## Exercise brief
Records follow. Pull out every line that contains "batch".

** Opening Available data block **

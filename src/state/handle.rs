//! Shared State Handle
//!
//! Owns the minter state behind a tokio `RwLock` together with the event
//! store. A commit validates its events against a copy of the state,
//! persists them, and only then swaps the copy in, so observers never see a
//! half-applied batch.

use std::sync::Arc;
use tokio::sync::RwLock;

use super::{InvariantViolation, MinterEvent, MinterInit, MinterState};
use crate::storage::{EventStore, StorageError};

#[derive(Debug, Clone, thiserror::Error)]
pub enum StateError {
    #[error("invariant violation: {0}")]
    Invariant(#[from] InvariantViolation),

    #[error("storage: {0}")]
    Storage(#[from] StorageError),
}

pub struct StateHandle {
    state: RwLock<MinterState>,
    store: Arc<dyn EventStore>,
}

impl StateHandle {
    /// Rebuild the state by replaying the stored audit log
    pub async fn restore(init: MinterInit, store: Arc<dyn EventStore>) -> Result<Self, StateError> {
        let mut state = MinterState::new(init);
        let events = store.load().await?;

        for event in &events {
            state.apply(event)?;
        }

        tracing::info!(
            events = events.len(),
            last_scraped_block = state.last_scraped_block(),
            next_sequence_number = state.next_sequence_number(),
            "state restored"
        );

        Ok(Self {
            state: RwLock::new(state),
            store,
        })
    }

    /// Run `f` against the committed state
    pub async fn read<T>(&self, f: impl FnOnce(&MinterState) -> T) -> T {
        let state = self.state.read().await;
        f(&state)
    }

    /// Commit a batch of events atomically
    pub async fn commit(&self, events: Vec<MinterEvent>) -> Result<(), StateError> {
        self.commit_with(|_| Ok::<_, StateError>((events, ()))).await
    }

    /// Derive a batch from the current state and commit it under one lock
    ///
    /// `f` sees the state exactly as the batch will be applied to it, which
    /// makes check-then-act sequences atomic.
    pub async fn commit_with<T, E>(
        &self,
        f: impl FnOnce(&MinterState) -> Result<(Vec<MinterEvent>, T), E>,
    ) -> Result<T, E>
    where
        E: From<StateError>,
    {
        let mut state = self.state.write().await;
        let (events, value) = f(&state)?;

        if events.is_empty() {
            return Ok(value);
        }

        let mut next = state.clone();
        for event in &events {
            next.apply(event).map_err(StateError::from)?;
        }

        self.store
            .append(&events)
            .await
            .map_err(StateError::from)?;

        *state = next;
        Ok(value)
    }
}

** Closing Available data block **

## Solved problem
//! half-applied batch.
    /// Commit a batch of events atomically
    /// Derive a batch from the current state and commit it under one lock
    /// `f` sees the state exactly as the batch will be applied to it, which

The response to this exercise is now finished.